▶ [Task prompt]: Search the data for the string "AppState" and copy each line in which it appears.
>>
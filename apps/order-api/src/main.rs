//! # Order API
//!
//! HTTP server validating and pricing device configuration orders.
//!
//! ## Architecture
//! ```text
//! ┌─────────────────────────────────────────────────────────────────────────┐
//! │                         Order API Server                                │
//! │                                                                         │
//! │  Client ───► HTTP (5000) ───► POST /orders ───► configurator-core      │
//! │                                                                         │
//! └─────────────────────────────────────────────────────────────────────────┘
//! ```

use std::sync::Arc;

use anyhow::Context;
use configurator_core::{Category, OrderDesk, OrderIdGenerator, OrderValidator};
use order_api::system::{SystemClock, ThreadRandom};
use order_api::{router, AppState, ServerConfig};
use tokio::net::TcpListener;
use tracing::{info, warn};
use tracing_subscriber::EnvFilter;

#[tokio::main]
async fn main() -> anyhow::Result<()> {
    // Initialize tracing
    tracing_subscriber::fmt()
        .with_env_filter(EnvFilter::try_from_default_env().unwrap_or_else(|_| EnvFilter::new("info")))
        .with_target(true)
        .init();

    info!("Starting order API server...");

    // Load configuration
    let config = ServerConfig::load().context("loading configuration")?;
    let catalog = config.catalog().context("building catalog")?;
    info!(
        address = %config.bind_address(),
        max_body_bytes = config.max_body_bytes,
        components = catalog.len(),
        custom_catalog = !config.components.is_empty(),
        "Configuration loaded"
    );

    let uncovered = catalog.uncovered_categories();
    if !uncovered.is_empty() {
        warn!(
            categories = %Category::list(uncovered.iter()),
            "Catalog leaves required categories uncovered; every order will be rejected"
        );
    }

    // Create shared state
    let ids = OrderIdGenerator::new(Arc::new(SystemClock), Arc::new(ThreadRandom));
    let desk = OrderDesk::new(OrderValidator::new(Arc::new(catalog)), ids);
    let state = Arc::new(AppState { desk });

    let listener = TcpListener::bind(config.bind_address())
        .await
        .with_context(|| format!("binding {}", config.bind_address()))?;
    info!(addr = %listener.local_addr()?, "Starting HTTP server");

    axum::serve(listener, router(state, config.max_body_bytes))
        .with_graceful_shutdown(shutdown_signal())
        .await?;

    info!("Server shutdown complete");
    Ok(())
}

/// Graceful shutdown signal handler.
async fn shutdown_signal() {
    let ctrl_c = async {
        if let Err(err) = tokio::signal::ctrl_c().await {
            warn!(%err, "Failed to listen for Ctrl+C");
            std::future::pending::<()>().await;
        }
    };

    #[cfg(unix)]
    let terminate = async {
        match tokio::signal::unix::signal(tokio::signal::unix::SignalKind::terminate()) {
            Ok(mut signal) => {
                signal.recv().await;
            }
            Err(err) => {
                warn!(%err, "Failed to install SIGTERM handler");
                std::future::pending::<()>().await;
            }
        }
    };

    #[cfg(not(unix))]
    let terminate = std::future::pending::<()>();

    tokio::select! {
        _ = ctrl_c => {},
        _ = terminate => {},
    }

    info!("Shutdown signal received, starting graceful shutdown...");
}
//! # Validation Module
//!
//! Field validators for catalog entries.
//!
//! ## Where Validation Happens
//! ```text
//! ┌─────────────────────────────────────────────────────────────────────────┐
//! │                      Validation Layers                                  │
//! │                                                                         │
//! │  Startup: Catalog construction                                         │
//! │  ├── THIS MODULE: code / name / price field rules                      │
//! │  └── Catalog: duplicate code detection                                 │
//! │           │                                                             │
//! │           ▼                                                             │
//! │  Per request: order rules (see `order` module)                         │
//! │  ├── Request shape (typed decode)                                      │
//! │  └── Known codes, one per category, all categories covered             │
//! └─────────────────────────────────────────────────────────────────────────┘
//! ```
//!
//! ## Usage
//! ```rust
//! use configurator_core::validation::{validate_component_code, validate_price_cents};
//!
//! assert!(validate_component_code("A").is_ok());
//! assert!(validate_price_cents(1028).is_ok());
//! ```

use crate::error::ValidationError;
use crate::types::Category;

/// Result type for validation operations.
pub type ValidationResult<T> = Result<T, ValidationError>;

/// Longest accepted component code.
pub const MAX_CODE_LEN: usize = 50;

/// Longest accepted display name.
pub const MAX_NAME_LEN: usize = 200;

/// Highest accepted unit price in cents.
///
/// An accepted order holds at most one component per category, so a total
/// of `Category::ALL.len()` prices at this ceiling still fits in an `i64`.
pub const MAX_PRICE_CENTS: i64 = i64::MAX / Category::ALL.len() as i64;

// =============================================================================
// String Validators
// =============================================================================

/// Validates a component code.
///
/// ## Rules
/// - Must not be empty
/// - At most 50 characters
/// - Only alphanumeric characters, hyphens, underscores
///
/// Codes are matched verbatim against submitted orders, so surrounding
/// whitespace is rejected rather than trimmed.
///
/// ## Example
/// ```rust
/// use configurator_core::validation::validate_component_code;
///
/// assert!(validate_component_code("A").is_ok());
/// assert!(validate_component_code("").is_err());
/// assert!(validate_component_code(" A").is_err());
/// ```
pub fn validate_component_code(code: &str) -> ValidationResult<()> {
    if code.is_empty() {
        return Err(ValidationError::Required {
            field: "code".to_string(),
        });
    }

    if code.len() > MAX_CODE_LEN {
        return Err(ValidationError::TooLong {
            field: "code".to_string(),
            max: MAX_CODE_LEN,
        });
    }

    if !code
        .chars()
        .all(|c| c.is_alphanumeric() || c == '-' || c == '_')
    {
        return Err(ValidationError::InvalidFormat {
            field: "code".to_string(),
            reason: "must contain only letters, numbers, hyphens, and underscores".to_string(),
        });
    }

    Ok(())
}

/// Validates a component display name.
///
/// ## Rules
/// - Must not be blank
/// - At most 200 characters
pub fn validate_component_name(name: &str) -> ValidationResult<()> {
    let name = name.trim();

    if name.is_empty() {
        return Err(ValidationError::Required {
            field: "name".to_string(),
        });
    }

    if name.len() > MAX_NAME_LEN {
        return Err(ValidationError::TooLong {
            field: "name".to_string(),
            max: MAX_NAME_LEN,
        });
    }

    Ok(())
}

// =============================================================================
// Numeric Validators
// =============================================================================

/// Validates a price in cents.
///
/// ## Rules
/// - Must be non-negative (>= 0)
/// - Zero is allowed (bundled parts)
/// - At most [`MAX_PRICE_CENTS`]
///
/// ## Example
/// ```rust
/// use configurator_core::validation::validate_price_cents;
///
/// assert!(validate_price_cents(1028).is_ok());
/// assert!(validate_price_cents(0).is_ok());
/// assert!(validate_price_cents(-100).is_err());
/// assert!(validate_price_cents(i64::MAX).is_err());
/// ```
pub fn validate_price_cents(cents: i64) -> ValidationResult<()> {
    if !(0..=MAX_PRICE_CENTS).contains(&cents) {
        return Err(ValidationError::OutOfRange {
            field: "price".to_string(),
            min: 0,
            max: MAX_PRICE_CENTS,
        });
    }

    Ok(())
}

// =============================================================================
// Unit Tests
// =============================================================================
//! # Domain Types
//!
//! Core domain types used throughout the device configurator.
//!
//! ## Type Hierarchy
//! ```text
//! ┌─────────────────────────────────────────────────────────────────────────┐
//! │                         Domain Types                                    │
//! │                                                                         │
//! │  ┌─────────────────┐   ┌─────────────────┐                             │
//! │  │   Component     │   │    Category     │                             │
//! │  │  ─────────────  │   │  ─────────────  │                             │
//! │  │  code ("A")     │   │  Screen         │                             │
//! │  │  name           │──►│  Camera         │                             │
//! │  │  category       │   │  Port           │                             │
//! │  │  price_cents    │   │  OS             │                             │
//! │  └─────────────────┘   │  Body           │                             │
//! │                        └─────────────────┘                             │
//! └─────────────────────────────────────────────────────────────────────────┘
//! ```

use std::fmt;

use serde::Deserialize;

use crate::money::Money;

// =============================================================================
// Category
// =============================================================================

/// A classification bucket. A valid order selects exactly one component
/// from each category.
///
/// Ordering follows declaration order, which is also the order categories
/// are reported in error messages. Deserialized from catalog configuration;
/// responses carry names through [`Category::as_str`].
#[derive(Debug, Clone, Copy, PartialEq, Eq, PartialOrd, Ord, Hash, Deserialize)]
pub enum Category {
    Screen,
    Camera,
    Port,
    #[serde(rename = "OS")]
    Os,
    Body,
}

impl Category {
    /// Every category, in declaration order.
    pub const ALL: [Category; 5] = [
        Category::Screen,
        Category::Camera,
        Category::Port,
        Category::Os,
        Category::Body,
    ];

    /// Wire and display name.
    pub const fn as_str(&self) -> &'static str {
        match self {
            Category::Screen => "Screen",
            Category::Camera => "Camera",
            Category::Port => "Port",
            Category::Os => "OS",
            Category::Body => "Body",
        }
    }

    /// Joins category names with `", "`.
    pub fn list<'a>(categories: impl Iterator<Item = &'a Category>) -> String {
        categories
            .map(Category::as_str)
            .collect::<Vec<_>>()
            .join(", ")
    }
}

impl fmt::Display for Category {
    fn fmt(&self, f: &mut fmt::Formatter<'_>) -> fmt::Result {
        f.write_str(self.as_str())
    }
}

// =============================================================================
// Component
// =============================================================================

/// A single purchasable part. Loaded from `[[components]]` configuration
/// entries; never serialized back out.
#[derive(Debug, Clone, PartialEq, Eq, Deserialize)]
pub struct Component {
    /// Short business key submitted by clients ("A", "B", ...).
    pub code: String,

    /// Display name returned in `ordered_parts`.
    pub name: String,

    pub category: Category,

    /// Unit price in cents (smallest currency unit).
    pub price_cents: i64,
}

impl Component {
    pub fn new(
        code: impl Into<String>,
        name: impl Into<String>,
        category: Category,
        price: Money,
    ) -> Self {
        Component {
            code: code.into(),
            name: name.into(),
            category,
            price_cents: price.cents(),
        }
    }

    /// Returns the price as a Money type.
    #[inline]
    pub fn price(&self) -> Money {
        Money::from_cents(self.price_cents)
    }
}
<<
>>
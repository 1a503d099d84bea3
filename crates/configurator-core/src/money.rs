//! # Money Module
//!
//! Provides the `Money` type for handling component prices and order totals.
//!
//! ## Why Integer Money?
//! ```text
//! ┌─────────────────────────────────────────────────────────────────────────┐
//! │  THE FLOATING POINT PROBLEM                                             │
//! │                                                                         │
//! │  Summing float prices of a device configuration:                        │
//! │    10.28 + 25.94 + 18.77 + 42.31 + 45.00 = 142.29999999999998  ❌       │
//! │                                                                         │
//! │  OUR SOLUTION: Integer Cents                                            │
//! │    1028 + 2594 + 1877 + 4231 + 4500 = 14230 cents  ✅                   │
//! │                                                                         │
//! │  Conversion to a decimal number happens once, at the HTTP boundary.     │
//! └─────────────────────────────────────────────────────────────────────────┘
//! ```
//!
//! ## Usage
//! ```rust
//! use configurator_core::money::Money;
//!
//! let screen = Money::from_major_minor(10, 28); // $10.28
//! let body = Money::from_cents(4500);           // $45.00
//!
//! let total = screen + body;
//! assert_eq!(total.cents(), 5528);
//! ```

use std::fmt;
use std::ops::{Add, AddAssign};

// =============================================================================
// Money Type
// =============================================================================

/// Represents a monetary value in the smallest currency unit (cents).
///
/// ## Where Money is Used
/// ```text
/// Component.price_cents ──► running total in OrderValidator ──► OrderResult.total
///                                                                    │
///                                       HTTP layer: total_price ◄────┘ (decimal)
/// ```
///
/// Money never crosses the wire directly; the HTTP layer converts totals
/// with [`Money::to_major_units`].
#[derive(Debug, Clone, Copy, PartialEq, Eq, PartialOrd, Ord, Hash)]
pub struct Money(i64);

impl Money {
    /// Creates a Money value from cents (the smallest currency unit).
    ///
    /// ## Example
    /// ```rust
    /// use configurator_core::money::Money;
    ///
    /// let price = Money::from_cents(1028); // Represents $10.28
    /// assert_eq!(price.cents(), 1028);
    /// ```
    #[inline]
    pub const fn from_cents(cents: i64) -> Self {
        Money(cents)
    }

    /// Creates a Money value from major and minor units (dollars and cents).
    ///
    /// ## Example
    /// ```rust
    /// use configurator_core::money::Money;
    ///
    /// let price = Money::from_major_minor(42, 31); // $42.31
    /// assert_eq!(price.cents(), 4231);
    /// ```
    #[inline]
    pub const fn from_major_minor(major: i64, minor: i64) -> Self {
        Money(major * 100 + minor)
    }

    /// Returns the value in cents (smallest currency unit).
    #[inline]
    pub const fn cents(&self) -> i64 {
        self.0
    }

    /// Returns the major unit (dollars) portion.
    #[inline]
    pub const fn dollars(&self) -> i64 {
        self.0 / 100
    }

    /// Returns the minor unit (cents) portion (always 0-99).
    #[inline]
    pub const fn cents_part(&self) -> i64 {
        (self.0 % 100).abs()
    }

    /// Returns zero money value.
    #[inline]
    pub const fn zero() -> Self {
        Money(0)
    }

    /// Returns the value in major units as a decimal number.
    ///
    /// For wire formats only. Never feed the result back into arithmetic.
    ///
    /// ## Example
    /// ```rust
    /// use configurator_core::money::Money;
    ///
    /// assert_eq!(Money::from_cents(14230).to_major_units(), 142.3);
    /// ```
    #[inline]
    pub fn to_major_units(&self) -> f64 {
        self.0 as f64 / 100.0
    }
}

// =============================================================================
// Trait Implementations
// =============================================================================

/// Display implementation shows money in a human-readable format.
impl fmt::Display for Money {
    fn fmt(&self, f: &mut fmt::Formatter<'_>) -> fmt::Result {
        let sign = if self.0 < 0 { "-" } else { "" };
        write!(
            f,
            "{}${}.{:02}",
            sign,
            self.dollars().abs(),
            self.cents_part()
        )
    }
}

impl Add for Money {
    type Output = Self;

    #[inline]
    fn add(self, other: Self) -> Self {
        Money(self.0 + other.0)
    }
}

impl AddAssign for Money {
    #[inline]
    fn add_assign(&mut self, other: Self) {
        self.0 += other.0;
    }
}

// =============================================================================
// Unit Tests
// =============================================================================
<<
▶ [Output for this exercise]:
use order_api::{router, AppState, ServerConfig};
    let state = Arc::new(AppState { desk });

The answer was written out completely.